§ **Work order**
The required lines are those that contain "loop"; pull them out of the data and copy them.

§ **Exercise data**
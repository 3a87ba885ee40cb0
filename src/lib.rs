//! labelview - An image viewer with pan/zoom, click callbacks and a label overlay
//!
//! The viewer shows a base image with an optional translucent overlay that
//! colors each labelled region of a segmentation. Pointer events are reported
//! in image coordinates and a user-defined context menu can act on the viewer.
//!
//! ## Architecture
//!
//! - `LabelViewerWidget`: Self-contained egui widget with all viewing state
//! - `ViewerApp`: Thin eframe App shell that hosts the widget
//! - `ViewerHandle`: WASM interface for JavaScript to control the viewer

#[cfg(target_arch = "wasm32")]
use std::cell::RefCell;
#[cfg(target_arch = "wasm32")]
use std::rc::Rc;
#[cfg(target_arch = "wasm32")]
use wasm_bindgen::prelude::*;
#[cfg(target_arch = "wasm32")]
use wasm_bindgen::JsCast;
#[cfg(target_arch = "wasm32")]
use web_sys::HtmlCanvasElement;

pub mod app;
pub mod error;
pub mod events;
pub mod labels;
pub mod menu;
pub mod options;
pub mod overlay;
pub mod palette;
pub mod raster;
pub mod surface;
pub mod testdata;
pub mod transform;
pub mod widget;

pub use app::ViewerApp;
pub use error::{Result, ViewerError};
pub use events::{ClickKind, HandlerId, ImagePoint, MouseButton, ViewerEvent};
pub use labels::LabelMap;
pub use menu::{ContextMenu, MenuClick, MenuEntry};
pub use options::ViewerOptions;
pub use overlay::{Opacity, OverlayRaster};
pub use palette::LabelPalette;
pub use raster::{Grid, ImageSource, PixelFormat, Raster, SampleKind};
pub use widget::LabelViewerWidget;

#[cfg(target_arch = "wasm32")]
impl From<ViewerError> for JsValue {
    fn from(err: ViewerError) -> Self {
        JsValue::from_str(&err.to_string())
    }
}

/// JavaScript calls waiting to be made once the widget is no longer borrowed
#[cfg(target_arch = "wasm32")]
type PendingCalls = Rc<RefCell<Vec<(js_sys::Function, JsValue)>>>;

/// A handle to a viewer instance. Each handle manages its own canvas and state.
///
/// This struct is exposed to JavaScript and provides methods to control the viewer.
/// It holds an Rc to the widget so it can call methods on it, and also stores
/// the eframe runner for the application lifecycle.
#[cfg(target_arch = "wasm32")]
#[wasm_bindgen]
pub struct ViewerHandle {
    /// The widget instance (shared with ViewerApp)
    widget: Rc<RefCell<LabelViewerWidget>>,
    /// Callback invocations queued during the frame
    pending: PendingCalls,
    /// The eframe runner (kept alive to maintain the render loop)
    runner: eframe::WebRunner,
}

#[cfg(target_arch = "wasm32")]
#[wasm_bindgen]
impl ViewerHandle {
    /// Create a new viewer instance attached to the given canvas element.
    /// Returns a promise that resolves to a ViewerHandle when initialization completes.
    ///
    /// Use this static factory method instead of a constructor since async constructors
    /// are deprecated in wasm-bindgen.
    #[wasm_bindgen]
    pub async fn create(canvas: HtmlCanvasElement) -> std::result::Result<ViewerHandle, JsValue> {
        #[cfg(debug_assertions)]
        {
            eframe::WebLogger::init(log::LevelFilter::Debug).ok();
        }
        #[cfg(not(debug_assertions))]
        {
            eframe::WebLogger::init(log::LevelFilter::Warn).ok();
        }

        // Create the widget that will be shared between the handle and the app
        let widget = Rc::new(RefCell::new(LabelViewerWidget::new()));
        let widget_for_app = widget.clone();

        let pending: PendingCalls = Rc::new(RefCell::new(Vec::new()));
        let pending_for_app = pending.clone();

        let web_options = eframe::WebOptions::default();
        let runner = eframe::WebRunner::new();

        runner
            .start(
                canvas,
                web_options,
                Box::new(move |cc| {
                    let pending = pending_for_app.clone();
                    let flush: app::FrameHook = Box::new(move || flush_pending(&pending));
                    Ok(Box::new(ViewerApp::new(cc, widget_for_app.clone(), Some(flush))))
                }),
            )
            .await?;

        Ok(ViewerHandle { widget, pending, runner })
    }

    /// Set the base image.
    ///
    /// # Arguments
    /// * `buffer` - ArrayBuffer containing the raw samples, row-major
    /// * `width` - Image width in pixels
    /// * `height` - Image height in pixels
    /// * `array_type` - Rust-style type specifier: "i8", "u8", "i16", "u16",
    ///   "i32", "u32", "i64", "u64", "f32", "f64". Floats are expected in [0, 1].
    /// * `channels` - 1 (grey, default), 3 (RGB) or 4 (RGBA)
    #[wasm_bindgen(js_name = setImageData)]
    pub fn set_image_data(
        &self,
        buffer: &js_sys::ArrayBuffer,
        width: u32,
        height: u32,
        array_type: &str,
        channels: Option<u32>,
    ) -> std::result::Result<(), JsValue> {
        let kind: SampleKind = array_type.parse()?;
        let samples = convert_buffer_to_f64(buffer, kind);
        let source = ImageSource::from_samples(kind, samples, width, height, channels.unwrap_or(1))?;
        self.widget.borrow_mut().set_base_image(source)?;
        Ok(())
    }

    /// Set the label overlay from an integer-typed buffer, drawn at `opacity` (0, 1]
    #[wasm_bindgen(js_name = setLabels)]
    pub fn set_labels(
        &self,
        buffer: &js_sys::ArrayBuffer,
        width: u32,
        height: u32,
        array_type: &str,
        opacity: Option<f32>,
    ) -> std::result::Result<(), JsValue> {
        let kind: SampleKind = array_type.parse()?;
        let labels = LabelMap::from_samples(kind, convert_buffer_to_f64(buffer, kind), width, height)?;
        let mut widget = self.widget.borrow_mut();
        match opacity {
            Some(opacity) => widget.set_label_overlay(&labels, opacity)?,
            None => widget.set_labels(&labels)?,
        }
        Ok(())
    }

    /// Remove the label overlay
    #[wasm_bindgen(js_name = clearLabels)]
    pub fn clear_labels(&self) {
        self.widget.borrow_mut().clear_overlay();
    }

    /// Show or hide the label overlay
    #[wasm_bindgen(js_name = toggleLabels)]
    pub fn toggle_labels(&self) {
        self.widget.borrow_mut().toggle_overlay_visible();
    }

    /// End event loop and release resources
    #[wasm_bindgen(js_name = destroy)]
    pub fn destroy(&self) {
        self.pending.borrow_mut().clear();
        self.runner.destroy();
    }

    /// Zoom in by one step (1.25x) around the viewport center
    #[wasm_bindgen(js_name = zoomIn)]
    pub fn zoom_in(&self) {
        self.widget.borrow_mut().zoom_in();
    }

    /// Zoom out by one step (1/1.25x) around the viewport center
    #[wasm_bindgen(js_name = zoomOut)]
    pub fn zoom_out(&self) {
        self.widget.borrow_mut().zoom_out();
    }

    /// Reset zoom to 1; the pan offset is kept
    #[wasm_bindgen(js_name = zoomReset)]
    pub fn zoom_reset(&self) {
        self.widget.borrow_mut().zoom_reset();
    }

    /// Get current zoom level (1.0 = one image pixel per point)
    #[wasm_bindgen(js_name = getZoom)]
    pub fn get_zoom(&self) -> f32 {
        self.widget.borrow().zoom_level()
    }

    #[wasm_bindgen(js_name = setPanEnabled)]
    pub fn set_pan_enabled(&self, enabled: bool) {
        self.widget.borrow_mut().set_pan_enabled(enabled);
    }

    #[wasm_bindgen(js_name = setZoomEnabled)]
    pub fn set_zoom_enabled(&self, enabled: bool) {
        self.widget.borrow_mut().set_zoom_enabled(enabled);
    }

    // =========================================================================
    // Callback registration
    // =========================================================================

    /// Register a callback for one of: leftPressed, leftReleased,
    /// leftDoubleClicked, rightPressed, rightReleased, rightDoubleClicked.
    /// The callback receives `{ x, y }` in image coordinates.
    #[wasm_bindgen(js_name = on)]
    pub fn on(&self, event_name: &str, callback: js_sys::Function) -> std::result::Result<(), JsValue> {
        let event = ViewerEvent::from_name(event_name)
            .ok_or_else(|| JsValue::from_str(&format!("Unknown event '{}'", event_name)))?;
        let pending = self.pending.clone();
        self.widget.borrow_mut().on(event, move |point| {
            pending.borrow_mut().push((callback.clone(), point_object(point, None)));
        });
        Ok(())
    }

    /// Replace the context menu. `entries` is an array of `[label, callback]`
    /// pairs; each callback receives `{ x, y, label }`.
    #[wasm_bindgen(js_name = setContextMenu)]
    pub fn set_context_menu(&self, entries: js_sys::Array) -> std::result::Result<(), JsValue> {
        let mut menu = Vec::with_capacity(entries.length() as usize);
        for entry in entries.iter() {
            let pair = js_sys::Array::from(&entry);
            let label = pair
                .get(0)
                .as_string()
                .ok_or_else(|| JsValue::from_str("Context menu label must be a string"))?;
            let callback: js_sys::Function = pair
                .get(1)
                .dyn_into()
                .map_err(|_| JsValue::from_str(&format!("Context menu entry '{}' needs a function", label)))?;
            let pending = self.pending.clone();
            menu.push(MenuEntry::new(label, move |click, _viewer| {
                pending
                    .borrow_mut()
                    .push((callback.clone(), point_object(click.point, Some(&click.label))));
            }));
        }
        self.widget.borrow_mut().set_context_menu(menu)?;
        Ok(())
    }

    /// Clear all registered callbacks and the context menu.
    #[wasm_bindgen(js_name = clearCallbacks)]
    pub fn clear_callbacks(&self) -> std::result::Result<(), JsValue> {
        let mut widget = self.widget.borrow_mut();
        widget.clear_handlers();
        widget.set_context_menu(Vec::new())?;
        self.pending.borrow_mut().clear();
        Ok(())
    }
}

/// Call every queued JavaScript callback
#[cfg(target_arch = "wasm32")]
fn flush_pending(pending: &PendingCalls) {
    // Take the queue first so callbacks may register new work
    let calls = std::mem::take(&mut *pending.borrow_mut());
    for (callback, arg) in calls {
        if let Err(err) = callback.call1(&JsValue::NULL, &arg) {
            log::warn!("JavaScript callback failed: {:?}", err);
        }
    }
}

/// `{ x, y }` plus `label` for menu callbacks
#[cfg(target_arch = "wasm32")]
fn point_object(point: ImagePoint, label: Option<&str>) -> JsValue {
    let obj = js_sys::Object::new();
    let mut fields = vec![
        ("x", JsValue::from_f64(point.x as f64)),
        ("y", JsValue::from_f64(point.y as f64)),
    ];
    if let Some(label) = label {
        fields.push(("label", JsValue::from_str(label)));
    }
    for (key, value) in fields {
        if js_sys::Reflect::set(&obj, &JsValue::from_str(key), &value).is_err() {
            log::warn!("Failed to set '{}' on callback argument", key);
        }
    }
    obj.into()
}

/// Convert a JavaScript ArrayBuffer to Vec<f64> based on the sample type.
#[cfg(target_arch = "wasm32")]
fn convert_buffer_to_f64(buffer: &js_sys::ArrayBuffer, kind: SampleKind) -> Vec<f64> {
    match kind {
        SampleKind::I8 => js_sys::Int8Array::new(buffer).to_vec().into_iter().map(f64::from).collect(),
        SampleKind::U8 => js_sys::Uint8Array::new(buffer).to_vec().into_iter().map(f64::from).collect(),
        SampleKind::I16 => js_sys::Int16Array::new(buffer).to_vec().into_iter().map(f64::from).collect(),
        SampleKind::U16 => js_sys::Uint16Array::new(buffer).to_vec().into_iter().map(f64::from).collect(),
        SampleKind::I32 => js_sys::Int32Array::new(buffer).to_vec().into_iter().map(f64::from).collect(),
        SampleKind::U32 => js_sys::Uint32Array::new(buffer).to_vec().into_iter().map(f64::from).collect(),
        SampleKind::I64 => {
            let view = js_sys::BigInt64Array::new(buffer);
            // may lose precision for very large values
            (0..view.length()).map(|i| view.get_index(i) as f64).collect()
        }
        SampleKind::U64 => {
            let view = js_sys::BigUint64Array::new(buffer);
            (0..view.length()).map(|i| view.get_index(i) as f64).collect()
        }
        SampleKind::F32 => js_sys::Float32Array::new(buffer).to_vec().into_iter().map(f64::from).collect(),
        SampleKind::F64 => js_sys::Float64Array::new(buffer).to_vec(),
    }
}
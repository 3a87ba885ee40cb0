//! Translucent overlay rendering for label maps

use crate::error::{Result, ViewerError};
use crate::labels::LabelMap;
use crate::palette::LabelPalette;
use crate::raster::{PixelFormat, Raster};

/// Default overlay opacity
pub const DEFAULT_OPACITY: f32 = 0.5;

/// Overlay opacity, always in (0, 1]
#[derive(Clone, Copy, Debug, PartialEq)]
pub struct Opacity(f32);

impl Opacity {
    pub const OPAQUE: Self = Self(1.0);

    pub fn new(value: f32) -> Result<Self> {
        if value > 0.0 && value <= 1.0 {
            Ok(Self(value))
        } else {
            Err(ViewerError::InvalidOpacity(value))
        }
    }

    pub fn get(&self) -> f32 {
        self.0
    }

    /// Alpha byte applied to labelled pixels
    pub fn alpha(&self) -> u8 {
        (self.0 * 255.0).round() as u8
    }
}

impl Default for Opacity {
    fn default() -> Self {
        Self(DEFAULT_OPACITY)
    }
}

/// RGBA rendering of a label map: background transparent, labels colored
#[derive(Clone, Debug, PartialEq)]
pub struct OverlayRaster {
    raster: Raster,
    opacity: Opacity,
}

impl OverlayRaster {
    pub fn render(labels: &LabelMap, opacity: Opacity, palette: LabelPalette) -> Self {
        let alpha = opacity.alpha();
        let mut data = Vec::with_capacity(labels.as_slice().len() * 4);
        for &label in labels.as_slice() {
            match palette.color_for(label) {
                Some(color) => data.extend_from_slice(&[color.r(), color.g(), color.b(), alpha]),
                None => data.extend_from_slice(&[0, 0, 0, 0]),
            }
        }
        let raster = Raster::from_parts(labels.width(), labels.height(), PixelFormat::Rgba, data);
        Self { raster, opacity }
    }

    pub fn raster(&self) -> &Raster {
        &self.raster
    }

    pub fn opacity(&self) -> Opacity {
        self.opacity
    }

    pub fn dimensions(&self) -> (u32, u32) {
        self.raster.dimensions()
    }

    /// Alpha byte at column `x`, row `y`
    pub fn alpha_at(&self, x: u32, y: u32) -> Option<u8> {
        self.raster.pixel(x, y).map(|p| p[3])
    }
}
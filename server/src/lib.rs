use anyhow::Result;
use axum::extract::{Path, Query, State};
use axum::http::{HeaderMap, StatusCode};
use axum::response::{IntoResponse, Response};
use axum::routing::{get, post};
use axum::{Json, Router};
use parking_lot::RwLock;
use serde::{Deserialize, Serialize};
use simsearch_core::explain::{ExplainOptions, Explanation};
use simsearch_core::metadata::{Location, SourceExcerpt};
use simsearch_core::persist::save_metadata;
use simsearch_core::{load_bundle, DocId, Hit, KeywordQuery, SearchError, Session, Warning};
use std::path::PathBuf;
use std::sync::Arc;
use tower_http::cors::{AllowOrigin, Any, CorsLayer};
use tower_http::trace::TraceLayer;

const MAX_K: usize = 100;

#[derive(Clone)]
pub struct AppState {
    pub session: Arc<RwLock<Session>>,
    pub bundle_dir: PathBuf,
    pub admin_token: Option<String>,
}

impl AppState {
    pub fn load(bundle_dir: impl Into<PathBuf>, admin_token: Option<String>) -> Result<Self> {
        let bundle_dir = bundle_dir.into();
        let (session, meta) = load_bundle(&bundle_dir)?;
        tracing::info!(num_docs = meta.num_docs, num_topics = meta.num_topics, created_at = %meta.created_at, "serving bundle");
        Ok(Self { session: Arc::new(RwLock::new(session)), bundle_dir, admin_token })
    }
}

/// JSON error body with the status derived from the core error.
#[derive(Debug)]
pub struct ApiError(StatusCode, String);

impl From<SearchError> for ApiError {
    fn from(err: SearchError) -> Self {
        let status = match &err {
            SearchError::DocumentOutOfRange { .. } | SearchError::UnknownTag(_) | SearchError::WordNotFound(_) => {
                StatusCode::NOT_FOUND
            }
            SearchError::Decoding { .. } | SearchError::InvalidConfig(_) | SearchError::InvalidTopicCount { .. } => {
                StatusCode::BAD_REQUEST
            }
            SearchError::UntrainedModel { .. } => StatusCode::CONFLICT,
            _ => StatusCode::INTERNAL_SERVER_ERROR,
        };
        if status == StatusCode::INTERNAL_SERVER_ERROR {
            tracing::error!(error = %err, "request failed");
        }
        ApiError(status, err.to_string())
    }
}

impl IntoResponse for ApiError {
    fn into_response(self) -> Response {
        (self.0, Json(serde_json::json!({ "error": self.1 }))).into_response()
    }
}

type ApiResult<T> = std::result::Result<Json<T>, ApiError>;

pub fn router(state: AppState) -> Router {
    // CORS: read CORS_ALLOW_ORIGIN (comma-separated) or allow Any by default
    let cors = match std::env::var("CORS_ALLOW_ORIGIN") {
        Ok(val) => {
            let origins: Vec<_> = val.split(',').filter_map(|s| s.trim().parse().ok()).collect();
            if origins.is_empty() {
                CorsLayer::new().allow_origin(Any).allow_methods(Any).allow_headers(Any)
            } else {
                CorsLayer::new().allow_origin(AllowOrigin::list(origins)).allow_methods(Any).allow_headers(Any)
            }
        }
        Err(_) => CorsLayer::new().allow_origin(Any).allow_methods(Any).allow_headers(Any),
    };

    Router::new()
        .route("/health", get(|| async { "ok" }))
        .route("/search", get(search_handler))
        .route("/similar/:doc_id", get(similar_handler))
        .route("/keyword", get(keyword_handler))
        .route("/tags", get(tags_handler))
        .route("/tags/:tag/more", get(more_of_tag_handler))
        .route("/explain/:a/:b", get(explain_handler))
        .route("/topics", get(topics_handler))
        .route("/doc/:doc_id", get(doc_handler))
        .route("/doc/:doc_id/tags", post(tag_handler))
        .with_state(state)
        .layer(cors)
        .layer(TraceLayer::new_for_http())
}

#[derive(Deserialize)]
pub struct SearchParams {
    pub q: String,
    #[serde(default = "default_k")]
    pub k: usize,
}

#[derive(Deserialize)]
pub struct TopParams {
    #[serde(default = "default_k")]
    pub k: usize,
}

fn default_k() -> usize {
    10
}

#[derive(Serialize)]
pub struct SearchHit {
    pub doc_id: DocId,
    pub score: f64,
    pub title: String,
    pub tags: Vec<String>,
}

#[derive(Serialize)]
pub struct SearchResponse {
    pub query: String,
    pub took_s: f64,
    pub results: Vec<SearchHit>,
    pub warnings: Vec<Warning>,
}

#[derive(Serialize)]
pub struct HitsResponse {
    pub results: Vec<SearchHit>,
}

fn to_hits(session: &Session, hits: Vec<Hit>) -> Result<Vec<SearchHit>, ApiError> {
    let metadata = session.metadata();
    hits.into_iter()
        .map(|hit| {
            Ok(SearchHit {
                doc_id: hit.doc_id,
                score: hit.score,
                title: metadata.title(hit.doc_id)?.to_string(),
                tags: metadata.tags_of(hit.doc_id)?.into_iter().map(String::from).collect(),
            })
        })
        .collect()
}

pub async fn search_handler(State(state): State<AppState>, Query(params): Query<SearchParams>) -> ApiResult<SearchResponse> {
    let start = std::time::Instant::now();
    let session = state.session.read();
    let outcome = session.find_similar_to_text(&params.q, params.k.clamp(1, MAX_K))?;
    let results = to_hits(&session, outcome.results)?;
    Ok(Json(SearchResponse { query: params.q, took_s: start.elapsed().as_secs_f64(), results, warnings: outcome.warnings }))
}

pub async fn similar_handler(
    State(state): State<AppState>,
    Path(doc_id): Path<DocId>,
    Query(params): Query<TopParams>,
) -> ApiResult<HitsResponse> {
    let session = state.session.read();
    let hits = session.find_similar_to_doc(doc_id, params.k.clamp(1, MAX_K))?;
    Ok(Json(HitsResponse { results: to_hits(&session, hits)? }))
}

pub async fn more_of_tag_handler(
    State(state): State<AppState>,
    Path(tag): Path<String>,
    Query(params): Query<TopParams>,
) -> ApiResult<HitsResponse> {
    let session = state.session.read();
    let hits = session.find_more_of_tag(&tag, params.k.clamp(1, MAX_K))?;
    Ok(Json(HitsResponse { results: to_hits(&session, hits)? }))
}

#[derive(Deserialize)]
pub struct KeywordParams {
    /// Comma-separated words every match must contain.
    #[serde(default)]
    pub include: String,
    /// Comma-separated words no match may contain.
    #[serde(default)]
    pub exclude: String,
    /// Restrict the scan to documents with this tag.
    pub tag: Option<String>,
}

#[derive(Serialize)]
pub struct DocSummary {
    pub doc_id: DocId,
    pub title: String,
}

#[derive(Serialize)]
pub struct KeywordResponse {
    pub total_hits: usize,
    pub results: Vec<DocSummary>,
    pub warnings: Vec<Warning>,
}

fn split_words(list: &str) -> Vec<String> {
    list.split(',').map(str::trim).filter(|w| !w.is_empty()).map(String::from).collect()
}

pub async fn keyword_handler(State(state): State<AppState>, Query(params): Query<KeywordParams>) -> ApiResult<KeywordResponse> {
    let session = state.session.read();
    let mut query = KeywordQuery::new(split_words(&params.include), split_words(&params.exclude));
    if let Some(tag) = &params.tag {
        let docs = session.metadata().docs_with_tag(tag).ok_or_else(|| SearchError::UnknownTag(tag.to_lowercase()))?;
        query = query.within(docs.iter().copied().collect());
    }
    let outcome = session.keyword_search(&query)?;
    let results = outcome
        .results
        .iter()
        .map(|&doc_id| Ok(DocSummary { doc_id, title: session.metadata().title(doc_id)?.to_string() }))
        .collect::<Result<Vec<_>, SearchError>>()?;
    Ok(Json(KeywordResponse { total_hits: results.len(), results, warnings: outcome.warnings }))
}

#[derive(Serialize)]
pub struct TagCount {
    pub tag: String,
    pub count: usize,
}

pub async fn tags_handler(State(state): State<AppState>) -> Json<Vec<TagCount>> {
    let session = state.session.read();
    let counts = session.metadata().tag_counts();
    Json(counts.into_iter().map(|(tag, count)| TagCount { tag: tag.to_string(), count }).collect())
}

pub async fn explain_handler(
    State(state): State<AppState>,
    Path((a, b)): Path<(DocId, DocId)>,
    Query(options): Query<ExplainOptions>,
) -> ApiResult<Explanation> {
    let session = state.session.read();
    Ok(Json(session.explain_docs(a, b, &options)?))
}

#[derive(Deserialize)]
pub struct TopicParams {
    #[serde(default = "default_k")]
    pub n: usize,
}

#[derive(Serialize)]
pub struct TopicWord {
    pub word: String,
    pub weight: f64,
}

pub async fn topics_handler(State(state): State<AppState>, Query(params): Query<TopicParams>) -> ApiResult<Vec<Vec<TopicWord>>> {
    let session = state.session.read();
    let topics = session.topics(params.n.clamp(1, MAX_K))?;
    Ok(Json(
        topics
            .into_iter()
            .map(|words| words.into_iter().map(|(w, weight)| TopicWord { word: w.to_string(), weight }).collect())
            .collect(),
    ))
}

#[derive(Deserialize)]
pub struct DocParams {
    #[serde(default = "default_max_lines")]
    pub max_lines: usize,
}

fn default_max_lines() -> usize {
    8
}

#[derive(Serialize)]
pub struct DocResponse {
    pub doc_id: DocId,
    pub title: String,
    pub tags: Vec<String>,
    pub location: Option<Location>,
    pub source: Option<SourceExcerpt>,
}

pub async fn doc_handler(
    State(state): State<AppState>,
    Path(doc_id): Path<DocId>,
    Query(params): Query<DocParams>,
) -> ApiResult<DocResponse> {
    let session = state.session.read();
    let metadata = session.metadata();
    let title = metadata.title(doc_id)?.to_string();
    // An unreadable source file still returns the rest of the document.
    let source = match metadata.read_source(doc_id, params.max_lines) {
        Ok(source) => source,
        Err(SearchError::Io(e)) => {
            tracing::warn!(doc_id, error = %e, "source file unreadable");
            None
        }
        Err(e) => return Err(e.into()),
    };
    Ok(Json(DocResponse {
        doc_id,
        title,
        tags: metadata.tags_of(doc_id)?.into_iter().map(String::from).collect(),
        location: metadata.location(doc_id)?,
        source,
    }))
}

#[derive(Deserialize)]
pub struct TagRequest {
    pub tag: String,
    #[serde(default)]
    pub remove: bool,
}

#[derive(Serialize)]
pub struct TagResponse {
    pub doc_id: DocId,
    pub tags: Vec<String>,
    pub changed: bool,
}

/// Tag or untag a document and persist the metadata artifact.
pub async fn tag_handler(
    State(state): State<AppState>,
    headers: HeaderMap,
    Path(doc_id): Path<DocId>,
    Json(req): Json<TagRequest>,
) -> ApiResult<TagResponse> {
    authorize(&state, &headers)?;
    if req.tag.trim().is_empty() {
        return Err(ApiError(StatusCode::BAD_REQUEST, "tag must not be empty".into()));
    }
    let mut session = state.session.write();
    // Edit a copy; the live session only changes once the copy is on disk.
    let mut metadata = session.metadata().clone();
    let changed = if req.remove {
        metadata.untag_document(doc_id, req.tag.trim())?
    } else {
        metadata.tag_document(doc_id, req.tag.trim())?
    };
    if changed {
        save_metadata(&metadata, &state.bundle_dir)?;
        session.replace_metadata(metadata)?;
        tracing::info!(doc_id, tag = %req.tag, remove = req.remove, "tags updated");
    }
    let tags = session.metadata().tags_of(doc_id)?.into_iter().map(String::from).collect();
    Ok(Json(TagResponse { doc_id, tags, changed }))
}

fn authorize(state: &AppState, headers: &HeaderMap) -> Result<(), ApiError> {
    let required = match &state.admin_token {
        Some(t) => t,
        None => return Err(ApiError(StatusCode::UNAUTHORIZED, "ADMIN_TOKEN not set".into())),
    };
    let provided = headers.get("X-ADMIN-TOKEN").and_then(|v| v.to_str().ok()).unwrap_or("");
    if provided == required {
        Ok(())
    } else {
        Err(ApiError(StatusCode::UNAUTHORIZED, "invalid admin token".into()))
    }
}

§ **Answer section**
    /// The eframe runner (kept alive to maintain the render loop)
    /// End event loop and release resources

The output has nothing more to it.